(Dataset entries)
[Start of Attachment]
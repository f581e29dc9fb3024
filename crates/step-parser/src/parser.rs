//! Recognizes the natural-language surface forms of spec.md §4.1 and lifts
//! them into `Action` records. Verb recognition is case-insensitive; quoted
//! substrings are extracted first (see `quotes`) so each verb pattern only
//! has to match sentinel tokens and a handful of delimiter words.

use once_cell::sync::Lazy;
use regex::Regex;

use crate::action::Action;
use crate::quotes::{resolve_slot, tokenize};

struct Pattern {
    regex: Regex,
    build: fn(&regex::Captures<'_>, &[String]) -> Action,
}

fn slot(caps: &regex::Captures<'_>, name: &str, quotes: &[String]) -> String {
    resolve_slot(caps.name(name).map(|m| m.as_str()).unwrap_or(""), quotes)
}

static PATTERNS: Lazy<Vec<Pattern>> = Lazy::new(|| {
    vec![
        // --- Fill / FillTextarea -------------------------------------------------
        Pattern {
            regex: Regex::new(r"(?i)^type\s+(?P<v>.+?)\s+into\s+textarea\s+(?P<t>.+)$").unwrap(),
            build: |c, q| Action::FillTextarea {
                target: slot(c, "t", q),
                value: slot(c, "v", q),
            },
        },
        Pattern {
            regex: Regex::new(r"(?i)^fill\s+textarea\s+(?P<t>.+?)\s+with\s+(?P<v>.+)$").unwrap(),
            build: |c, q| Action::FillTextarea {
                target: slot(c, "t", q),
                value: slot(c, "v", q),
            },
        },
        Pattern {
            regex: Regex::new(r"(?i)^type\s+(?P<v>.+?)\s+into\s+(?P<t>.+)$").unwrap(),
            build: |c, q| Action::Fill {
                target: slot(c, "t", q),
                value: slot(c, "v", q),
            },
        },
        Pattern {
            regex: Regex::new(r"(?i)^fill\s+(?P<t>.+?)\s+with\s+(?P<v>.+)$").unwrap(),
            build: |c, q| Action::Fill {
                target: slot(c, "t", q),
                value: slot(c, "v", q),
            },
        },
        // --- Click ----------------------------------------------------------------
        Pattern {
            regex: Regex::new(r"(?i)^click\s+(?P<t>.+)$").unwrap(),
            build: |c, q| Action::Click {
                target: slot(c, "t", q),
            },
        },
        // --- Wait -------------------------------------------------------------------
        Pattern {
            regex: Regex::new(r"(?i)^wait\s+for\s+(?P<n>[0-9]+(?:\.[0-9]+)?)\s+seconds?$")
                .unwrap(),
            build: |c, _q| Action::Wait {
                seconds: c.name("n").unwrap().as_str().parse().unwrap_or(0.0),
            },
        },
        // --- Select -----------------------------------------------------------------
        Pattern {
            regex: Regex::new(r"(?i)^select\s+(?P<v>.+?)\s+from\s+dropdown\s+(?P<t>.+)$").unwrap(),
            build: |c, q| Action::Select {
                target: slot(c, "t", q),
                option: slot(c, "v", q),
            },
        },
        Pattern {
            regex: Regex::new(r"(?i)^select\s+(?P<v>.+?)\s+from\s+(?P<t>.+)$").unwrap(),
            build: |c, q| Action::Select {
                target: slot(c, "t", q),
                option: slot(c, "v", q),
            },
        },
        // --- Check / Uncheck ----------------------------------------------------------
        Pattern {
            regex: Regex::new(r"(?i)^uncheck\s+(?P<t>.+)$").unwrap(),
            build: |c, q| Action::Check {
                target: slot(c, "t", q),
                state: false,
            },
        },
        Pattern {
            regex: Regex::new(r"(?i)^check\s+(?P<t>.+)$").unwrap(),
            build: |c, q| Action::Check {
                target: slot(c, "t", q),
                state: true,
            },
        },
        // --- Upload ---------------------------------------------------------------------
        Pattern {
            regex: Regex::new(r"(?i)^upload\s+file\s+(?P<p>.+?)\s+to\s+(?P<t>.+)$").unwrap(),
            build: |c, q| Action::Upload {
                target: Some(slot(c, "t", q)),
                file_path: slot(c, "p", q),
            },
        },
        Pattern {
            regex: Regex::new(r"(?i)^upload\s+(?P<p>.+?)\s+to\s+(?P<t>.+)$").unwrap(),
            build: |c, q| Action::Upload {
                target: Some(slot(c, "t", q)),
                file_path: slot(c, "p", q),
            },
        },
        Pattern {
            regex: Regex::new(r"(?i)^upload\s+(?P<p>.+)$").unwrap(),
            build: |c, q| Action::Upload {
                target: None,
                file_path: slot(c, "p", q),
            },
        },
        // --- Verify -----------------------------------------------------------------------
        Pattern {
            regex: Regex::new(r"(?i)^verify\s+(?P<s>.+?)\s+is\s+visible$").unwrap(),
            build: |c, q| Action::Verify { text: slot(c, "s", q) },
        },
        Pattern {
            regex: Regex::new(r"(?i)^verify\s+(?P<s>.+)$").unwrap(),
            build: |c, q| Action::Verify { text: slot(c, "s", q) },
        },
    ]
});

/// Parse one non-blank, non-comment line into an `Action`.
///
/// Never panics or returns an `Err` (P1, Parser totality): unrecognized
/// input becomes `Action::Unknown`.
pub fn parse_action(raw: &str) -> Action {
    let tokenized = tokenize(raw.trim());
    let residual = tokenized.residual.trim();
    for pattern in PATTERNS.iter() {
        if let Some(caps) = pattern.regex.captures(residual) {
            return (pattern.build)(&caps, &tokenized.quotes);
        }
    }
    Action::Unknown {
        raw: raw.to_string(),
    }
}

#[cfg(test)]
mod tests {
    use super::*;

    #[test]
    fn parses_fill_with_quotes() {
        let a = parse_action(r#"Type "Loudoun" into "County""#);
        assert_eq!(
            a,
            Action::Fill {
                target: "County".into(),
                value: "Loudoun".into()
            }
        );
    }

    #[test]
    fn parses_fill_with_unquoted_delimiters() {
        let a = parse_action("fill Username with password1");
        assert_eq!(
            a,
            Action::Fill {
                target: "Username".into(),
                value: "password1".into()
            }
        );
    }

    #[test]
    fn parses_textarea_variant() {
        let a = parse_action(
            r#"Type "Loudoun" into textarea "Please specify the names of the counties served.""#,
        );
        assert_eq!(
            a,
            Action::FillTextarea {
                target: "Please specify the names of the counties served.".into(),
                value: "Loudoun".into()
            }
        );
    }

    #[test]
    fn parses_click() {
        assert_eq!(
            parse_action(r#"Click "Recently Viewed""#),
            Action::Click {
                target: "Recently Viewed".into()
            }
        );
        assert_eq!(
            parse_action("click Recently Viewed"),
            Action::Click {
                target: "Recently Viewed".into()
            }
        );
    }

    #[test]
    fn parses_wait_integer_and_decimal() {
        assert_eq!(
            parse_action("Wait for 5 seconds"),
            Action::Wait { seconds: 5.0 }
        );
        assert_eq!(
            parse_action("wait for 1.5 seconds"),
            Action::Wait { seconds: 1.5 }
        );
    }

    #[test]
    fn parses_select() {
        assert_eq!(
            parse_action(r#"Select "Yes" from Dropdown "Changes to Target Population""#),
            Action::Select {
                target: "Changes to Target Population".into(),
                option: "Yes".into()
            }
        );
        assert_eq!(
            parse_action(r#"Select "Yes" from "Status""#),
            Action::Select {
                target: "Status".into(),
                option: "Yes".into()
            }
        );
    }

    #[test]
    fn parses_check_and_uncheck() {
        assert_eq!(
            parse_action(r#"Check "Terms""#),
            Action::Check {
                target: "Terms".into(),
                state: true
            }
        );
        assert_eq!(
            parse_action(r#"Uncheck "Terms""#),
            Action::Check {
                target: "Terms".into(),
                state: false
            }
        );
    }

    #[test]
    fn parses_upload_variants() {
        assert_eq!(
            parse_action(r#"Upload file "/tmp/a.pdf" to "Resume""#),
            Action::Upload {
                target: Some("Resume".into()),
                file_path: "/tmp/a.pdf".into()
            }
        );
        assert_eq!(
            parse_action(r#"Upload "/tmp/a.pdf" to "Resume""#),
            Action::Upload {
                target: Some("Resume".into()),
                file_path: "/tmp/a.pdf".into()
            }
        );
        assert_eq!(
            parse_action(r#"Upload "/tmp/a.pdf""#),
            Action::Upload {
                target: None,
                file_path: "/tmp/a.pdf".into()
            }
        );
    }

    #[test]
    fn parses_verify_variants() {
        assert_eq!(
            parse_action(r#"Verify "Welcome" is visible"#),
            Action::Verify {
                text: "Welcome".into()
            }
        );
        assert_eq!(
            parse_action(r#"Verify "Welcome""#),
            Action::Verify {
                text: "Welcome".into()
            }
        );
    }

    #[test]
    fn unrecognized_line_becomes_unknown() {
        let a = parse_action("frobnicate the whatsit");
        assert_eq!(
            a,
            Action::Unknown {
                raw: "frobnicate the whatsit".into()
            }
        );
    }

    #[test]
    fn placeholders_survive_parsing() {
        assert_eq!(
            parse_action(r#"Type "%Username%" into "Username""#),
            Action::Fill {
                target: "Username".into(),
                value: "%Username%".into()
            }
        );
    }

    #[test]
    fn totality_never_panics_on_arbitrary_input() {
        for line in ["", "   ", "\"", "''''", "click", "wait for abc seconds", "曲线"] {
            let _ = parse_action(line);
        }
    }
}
[End of Attachment]
■ **ASSIGNMENT**:
Filter the entries above down to the lines that hold the word "County", and copy those lines.

■ **EXPECTED OUTPUT**:
        let a = parse_action(r#"Type "Loudoun" into "County""#);
                target: "County".into(),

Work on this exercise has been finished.